The thrust of transformation pervades--in the delicate stems floating gracefully across the gold expanse of Zauberwald V, in the fiery maelstrom brewing in the lower half of Death of the Bumblebee VII, in the floral imagery that at once emerges from and dissolves into the bright aquamarine depths of Oceana.
Khoransantchi’s fascination with the continuum of change grows, in part, out of her midlife relocation from Dusseldorf, Germany, to southwest Florida. Away from the autobahn, she found in the lush vegetative world surrounding her a force of personal expression. Images such as the flatly rendered and boldly delineated “Sea Grape” paintings are not simply decorative evocations of plantlife but symbols with their own subtext. In other works, the hexagon, a shape extracted from threatened indigenous beehives and from the writings of the Austrian philosopher Rudolf Steiner, becomes a leitmotif for connectedness, restoration, and continuance. The gnarled trunks of the tropical mangrove trees featured here in Khorasantchi’s “Oasis” paintings shield all manner of life in their limp and blossoming fronds, representing a safe and regenerating haven. Even the burst of stylized, psychedelic flora and fauna in Fantasia is a nod to her new environment—Florida’s local theme parks.

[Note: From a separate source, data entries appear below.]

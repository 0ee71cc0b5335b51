mod actionable_item_formatter;
mod manager;
mod processors;

pub use actionable_item_formatter::{format_card, generate_ics};
pub use manager::{BotHandle, BotSessionLookup, DeliveryQueueManager};
pub use processors::ProcessError;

Trained in china painting as a young girl, Khorasantchi’s predilection for floral subjects was apparent early on. But it was not until she studied with New York painter Graham Nickson that they developed into more than sweet, pleasing visions. She began to invest the graceful leaves and lush colors to which she was drawn with newfound intensity, transforming them into receptacles for her emotions and beliefs. In Zauberwald IV (Magic Forest) Khorasantchi reflects on the mangled, mysterious roots of the mangrove jungle and her own roots after a trip back to Germany. Smooth tree trunks and graceful multicolored shoots emerge from an ethereal haze, suggesting a mystical conversion. In Genesis V , Khorasantchi forgoes recognizable imagery completely for pure expressionistic abstraction.
To be sure, Khorasantchi’s bold, keyed-up depictions bring to mind the mystical landscapes of Charles Burchfield, who similarly worked from familiar surroundings and imbued his imagery with deep personal symbolism, probing the mysteries of nature in an attempt to reveal his inner thoughts and moods. While the calligraphic strokes and transcendental light infusing such works as Plantation relate to the early-20th-century master’s aesthetic, Khorasantchi’s compositions, though unsettled in spots, bare no ominous cast. The turbulence, the swarm of jagged lines and fiery hues in the “Death of the Bumblebee” and “Genesis” canvases, does not tell of internal brooding and fears, but are rather homages to nature’s order. They are a celebration of the birds, bees, fish and flowers inhabiting an everchanging and enchanting landscape.